Which lines in the records below hold the word "acceptor"? Copy each of them.
*** DATA FOR THIS EXERCISE ***
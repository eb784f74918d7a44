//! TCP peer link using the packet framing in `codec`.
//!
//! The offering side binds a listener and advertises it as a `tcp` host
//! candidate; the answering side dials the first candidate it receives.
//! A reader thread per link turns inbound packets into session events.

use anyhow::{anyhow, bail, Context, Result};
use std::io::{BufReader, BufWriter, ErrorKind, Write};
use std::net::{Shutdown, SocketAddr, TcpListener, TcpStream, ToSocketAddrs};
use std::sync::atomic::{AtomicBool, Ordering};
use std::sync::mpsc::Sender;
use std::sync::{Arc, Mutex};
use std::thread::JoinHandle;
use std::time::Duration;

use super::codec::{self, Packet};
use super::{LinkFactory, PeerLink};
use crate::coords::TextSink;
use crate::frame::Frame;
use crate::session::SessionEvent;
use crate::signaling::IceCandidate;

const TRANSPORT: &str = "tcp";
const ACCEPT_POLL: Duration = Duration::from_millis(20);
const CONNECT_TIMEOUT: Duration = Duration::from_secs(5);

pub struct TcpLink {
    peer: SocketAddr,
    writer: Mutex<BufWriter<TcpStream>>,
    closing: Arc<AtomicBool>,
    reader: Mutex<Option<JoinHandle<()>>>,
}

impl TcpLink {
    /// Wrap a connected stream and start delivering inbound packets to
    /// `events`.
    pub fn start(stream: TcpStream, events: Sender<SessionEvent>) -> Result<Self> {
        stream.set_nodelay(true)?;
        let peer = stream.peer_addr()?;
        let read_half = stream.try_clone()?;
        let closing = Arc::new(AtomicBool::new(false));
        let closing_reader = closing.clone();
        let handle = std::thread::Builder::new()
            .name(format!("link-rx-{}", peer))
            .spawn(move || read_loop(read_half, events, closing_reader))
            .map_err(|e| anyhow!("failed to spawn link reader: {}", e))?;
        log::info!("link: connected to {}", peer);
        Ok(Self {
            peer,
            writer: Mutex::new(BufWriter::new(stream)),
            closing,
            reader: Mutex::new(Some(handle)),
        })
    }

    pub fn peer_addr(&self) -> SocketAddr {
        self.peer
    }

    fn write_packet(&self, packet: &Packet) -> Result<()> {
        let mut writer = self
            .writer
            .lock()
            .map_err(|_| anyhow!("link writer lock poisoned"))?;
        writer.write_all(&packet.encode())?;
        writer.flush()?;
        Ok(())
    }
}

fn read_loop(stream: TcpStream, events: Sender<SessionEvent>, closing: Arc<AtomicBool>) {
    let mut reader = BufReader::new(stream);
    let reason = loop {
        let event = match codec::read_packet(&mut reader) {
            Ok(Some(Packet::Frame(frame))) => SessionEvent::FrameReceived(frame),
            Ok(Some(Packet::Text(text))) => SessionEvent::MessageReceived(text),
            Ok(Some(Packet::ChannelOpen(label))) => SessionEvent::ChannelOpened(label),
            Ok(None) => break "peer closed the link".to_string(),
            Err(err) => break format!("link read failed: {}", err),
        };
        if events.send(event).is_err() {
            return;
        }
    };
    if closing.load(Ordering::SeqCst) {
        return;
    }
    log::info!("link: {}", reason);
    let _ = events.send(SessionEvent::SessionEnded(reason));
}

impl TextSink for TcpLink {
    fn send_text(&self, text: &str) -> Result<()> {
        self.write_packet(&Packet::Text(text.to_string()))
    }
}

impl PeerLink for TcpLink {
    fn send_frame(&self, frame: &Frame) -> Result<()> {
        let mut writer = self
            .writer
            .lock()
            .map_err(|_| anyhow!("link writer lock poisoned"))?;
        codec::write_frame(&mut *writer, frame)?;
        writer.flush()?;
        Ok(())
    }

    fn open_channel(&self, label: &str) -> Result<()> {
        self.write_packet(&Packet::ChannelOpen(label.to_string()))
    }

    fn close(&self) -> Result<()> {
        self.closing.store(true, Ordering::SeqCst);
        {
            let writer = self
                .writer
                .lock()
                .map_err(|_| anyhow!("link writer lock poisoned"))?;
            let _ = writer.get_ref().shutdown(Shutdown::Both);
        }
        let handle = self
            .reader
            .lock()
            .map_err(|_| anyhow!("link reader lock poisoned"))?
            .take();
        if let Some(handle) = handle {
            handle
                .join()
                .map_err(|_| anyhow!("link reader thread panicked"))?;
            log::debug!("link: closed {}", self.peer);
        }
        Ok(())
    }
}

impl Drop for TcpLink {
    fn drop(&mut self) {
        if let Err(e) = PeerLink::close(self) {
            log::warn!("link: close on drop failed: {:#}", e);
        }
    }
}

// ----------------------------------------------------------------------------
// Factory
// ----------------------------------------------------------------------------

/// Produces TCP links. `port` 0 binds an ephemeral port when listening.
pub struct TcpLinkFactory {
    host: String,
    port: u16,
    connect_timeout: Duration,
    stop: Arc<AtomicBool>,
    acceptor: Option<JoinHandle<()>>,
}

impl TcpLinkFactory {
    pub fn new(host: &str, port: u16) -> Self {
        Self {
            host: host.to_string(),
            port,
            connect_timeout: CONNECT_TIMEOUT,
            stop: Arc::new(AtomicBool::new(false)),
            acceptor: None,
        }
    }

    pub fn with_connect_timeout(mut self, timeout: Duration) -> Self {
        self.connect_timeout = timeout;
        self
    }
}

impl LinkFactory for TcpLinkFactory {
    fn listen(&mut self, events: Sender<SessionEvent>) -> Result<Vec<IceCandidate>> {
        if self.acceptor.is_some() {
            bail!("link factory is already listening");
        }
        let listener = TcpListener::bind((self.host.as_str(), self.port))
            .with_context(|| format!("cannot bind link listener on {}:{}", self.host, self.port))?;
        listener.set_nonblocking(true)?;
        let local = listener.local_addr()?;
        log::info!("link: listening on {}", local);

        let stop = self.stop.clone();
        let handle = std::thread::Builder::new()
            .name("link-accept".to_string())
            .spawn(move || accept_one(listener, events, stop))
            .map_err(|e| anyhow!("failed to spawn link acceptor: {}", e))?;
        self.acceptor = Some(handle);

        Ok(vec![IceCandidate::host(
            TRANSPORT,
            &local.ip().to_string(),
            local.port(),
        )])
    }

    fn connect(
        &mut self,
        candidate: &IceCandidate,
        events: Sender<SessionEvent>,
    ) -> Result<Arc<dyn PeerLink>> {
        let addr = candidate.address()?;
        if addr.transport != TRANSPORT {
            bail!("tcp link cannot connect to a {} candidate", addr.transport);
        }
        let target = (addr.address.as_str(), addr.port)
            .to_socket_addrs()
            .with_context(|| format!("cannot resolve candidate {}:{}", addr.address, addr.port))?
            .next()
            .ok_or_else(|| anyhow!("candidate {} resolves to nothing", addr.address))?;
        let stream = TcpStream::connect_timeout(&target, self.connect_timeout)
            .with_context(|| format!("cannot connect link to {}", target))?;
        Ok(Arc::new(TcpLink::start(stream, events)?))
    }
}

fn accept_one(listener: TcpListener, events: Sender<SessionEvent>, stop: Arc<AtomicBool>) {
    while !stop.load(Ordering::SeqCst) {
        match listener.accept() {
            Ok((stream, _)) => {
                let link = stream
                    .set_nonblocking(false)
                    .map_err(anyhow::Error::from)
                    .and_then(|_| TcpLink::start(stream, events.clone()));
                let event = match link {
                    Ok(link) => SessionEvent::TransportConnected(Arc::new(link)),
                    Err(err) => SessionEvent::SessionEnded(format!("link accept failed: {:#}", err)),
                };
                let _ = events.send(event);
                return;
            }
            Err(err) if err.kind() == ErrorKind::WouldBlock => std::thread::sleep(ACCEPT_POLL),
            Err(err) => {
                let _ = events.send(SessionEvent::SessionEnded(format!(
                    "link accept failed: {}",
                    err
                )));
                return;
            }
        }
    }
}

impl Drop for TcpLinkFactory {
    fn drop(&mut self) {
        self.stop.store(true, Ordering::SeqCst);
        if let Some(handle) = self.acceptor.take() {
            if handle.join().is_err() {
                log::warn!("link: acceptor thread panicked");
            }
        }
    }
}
***
RESULT:
    acceptor: Option<JoinHandle<()>>,
            acceptor: None,
        if self.acceptor.is_some() {
            .map_err(|e| anyhow!("failed to spawn link acceptor: {}", e))?;
        self.acceptor = Some(handle);
        if let Some(handle) = self.acceptor.take() {
                log::warn!("link: acceptor thread panicked");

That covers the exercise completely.